La chute récente des prix du pétrole marque un tournant important sur les marchés mondiaux. Le baril de Brent a perdu environ 15 %, passant de 111 à 93 dollars, soit la baisse la plus rapide depuis la Guerre du Golfe de 1991. Cette diminution spectaculaire s’explique principalement par un apaisement soudain des tensions géopolitiques au Moyen-Orient.
En effet, un accord de cessez-le-feu temporaire a été conclu entre Donald Trump et Iran, incluant la réouverture du détroit d’Ormuz. Ce passage est crucial, car il assure le transit d’environ 20 % du pétrole et du gaz échangés dans le monde. Sa réouverture rassure les marchés en garantissant un approvisionnement plus stable, ce qui entraîne mécaniquement une baisse des prix.

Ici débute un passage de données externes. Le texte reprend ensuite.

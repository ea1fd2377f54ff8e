// Genre list: the ranking partitions and their output order.

use std::path::Path;

use anyhow::{Context, Result};
use serde::Deserialize;
use tracing::warn;

use crate::error::PipelineError;

pub const DEFAULT_GENRES: &[&str] = &[
    "multi-ai",
    "image",
    "video",
    "music",
    "voice",
    "research",
    "coding",
    "agent-workflow",
];

#[derive(Debug, Deserialize)]
struct GenreFile {
    #[serde(default)]
    genres: Vec<String>,
}

pub fn default_genres() -> Vec<String> {
    DEFAULT_GENRES.iter().map(|g| g.to_string()).collect()
}

/// Parse `genres = [...]` from TOML, preserving order and dropping repeats.
pub fn parse_genres(source: &str) -> Result<Vec<String>> {
    let file: GenreFile = toml::from_str(source).context("Failed to parse genre list")?;
    let mut genres: Vec<String> = Vec::with_capacity(file.genres.len());
    for genre in file.genres {
        if !genres.contains(&genre) {
            genres.push(genre);
        }
    }
    Ok(genres)
}

/// Load the genre list, falling back to the default set when the file is absent.
pub fn load_genres(path: &Path) -> Result<Vec<String>> {
    if !path.exists() {
        warn!(
            error = %PipelineError::MissingGenreConfig(path.to_path_buf()),
            "Using default genres"
        );
        return Ok(default_genres());
    }

    let source = std::fs::read_to_string(path)
        .with_context(|| format!("Failed to read genres at {}", path.display()))?;
    parse_genres(&source).with_context(|| format!("Invalid genres at {}", path.display()))
}
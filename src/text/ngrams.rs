// Candidate generation: unigrams, bigrams and trigrams over the filtered
// token sequence, each passed through a validity filter.
//
// Output is lazy and not deduplicated. Frequency matters downstream.

use super::{MAX_CANDIDATE_LENGTH, MIN_WORD_LENGTH};

/// Largest n-gram size generated.
pub const MAX_NGRAM: usize = 3;

/// Check whether a candidate string is worth matching.
///
/// Rejects anything outside 3..=25 characters, purely numeric strings,
/// single repeated characters ("aaa") and strings with no alphanumeric.
pub fn is_valid_candidate(word: &str) -> bool {
    let normalized = word.trim().to_lowercase();
    let len = normalized.chars().count();

    if !(MIN_WORD_LENGTH..=MAX_CANDIDATE_LENGTH).contains(&len) {
        return false;
    }

    if normalized.chars().all(|c| c.is_numeric()) {
        return false;
    }

    let mut chars = normalized.chars();
    if let Some(first) = chars.next() {
        if chars.all(|c| c == first) {
            return false;
        }
    }

    normalized.chars().any(char::is_alphanumeric)
}

/// Lazily produce every valid candidate: all unigrams first, then all
/// bigrams, then all trigrams, each in token order.
pub fn candidates<'a, S: AsRef<str>>(tokens: &'a [S]) -> impl Iterator<Item = String> + 'a {
    (1..=MAX_NGRAM)
        .flat_map(move |n| tokens.windows(n))
        .map(|window| {
            window
                .iter()
                .map(AsRef::as_ref)
                .collect::<Vec<&str>>()
                .join(" ")
        })
        .filter(|candidate| is_valid_candidate(candidate))
}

Cette évolution a également eu des répercussions positives sur l’économie mondiale. Les prix du gaz en Europe ont reculé, les marchés boursiers ont progressé, et certaines monnaies comme la livre sterling se sont renforcées. Toutefois, malgré cette baisse, les prix de l’énergie restent relativement élevés, et la situation demeure fragile. Toute reprise des tensions pourrait inverser rapidement cette tendance.